Devils in Dust celebrates its self-titled debut album with a release party

THE HAZARDS OF HI-FI: Leigh Glass, center, and Corey Bullman, left, both scuttled their individual musical pursuits, creating the understated country and western group Devils in Dust from the ashes of those projects. Drummer Jacob Baumann, right, rounds out the new trio. Photo by Jason Sharp

After years of local and regional success with groups of their own, Asheville musicians Leigh Glass and Corey Bullman have combined their musical projects into one group, Devils in Dust. Along the way, they also fell in love and got married. To celebrate the release of its debut, self-titled recording, Devils in Dust is playing an album release party at UpCountry Brewing on Saturday, Nov. 12.

When faced with the chicken-or-egg question — which came first: the musical relationship or the personal one? — Bullman is unequivocal. “It was definitely musical first. I met Leigh because I was subbing in her band. I really liked the music — and her — so I said, ‘Anytime you need me, just call.’” As time went on, he got the call more and more often, and eventually Bullman was asked to join Glass’ backing outfit, The Hazards.

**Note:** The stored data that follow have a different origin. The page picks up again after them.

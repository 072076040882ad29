use packed_hdrhistogram::{Counter, Counts, Histogram, PackedHistogram};
use rand::rngs::SmallRng;
use rand::{Rng, SeedableRng};

const LENGTHS: [u64; 9] = [1, 5, 10, 50, 100, 500, 1_000, 5_000, 10_000];

fn full_range() -> Histogram<u64> {
    Histogram::<u64>::new_with_bounds(1, u64::max_value(), 3).unwrap()
}

fn packed_full_range() -> PackedHistogram<u64> {
    PackedHistogram::<u64>::new_with_bounds(1, u64::max_value(), 3).unwrap()
}

#[test]
fn value_at_quantile_internal_count_exceeds_bucket_type() {
    let mut h = PackedHistogram::<u8>::new(3).unwrap();

    for _ in 0..200 {
        h.record(100).unwrap();
    }
    for _ in 0..200 {
        h.record(100_000).unwrap();
    }

    // bucketing means we get the top of the bucket back
    assert_eq!(h.highest_equivalent(100_000), h.value_at_quantile(1.0));
}

#[test]
fn value_at_quantile_2_values() {
    let mut h = packed_full_range();
    h.record(1).unwrap();
    h.record(2).unwrap();

    assert_eq!(1, h.value_at_quantile(0.25));
    assert_eq!(1, h.value_at_quantile(0.5));

    // one ulp past one half
    let almost_half = 0.500_000_000_000_000_1;
    assert!(almost_half > 0.5);
    assert_eq!(2, h.value_at_quantile(almost_half));
    assert_eq!(2, h.value_at_quantile(1.0));
    // capped
    assert_eq!(2, h.value_at_quantile(1.5));
}

#[test]
fn value_at_quantile_5_values() {
    let mut h = packed_full_range();
    h.record(1).unwrap();
    h.record_n(2, 4).unwrap();

    assert_eq!(2, h.value_at_quantile(0.25));
    assert_eq!(2, h.value_at_quantile(0.3));
    assert_eq!(1, h.value_at_quantile(0.0));
}

#[test]
fn value_at_quantile_20k() {
    let mut h = packed_full_range();
    for i in 1..20_001 {
        h.record(i).unwrap();
    }

    assert_eq!(20_000, h.len());
    assert!(h.equivalent(19961, h.value_at_quantile(0.99805)));
}

#[test]
fn value_at_quantile_large_numbers() {
    let mut h = PackedHistogram::<u64>::new_with_bounds(20_000_000, 100_000_000, 5).unwrap();
    h.record(100_000_000).unwrap();
    h.record(20_000_000).unwrap();
    h.record(30_000_000).unwrap();

    assert!(h.equivalent(20_000_000, h.value_at_quantile(0.5)));
    assert!(h.equivalent(30_000_000, h.value_at_quantile(0.5)));
    assert!(h.equivalent(100_000_000, h.value_at_quantile(0.8333)));
    assert!(h.equivalent(100_000_000, h.value_at_quantile(0.8334)));
    assert!(h.equivalent(100_000_000, h.value_at_quantile(0.99)));
}

#[test]
fn value_at_percentile_is_scaled_quantile() {
    let mut h = packed_full_range();
    for i in 1..=1000 {
        h.record(i).unwrap();
    }

    assert_eq!(h.value_at_quantile(0.9), h.value_at_percentile(90.0));
    assert_eq!(990, h.value_at_percentile(99.0));
}

#[test]
fn value_at_quantile_matches_quantile_iter_sequence_values() {
    let mut h = full_range();
    let mut errors = 0;

    for &length in LENGTHS.iter() {
        h.reset();
        for i in 1..=length {
            h.record(i).unwrap();
        }
        assert_eq!(length, h.len());

        errors += count_iter_mismatches(&h);
    }

    assert_eq!(0, errors);
}

#[test]
fn value_at_quantile_matches_quantile_iter_random_values() {
    let mut h = full_range();
    let mut rng = SmallRng::seed_from_u64(0x5eed);
    let mut errors = 0;

    for &length in LENGTHS.iter() {
        h.reset();
        for v in RandomMaxIter::new(&mut rng).take(length as usize) {
            h.record(v).unwrap();
        }
        assert_eq!(length, h.len());

        errors += count_iter_mismatches(&h);
    }

    assert_eq!(0, errors);
}

#[test]
fn value_at_quantile_matches_quantile_at_each_value_sequence_values() {
    let mut h = full_range();
    let mut errors = 0;

    for &length in LENGTHS.iter() {
        h.reset();
        for i in 1..=length {
            h.record(i).unwrap();
        }

        for v in 1..=length {
            let quantile = v as f64 / length as f64;
            let calculated = h.value_at_quantile(quantile);
            if !h.equivalent(v, calculated) {
                println!(
                    "len {} value {} quantile {} calc {}",
                    length, v, quantile, calculated
                );
                errors += 1;
            }
        }
    }

    assert_eq!(0, errors);
}

#[test]
fn value_at_quantile_matches_quantile_at_each_value_random_values() {
    let mut h = full_range();
    let mut rng = SmallRng::seed_from_u64(42);
    let mut values = Vec::new();
    let mut errors = 0;

    for &length in LENGTHS.iter() {
        h.reset();
        values.clear();
        for v in RandomMaxIter::new(&mut rng).take(length as usize) {
            h.record(v).unwrap();
            values.push(v);
        }
        values.sort_unstable();

        for (index, &v) in values.iter().enumerate() {
            let quantile = (index as u64 + 1) as f64 / length as f64;
            let calculated = h.value_at_quantile(quantile);
            if !h.equivalent(v, calculated) {
                println!(
                    "len {} index {} quantile {} actual {} calc {}",
                    length, index, quantile, v, calculated
                );
                errors += 1;
            }
        }
    }

    assert_eq!(0, errors);
}

#[test]
fn quantile_below_matches_recorded_fraction() {
    let mut h = packed_full_range();
    for i in 1..=100 {
        h.record(i * 10).unwrap();
    }

    assert_eq!(0.0, h.quantile_below(5));
    assert_eq!(0.1, h.quantile_below(100));
    assert_eq!(0.5, h.quantile_below(509));
    assert_eq!(1.0, h.quantile_below(u64::max_value()));
    assert_eq!(50.0, h.percentile_below(500));
}

/// Counts iteration steps whose value disagrees with `value_at_quantile` by more than one
/// non-empty bucket.
///
/// Iteration computes `index / total`, and `value_at_quantile` multiplies that by `total` again,
/// which can land one count off.
fn count_iter_mismatches<T: Counter, C: Counts<T>>(h: &Histogram<T, C>) -> u64 {
    let mut errors = 0;
    for iv in h.iter_quantiles(100) {
        let calculated = h.value_at_quantile(iv.quantile());
        let v = iv.value_iterated_to();
        if calculated != v
            && calculated != prev_value_nonzero_count(h, v)
            && calculated != next_value_nonzero_count(h, v)
        {
            println!(
                "len {} iter quantile {} iter val {} calc val {}",
                h.len(),
                iv.quantile(),
                v,
                calculated
            );
            errors += 1;
        }
    }
    errors
}

/// Random `u64`s whose bit length is picked uniformly first, so that small numbers show up as
/// often as huge ones.
struct RandomMaxIter<'a, R: Rng> {
    rng: &'a mut R,
}

impl<'a, R: Rng> RandomMaxIter<'a, R> {
    fn new(rng: &'a mut R) -> RandomMaxIter<'a, R> {
        RandomMaxIter { rng }
    }
}

impl<'a, R: Rng> Iterator for RandomMaxIter<'a, R> {
    type Item = u64;

    fn next(&mut self) -> Option<Self::Item> {
        let bit_length = self.rng.gen_range(0..65);

        Some(match bit_length {
            0 => 0,
            64 => u64::max_value(),
            x => self.rng.gen_range(0..(1_u64 << x)),
        })
    }
}

fn next_value_nonzero_count<T: Counter, C: Counts<T>>(h: &Histogram<T, C>, start: u64) -> u64 {
    let mut v = h.next_non_equivalent(start);
    loop {
        if h.count_at(v) > T::zero() {
            return h.highest_equivalent(v);
        }
        if v == u64::max_value() {
            return v;
        }
        v = h.next_non_equivalent(v);
    }
}

fn prev_value_nonzero_count<T: Counter, C: Counts<T>>(h: &Histogram<T, C>, start: u64) -> u64 {
    let mut v = h.lowest_equivalent(start).saturating_sub(1);
    loop {
        if v == 0 {
            return 0;
        }
        if h.count_at(v) > T::zero() {
            return h.highest_equivalent(v);
        }
        v = h.lowest_equivalent(v).saturating_sub(1);
    }
}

“We both had other relationships at that time,” he says. “But we had an extreme musical connection from the get-go.”

The Hazards were playing regularly, turning out distinctive originals in a Southern rock style. “The Hazards were a straight-up expression of Leigh,” Bullman says, characterizing even the group’s quieter moments as somewhat aggressive. “And that’s weird,” says Glass with a wink, “because I’m really not like that!”

Meanwhile, on his own, Bullman was nearing completion on a soul-music project he called Hi-Fi Revival. That still-unreleased recording is “a beast of an album,” says Glass. But when the two decided to embark on a collaborative musical endeavor, they opted to start fresh: Both the Hazards and Hi-Fi Revival would be shelved. With drummer Jacob Baumann rounding out the new trio, Devils in Dust took its name from a similarly (but not identically) titled Bruce Springsteen song.

With Devils in Dust, both Bullman and Glass seek to grow and explore the areas in which their individual musical sensibilities overlap and intersect. The result leans more in a country and western direction than either has pursued in the past.

Glass and Bullman each bring a distinct writing style to their new band. “I’m all about a musical picture,” Glass says. “And then I have to put words to it.” Left completely to her own devices, she believes she can sometimes be too wordy.

“I should have been a folk singer,” Glass laughs.

In his own songwriting, Bullman asks himself, “‘What’s the essence of this idea?’ I strive to get down to the truth of the song.”

Now working together, the couple seek to combine the best of both approaches. “That’s the big difference,” Glass says. “I had almost always written by myself.”

Bullman agrees. “I had never found a writing partner who worked well,” he says.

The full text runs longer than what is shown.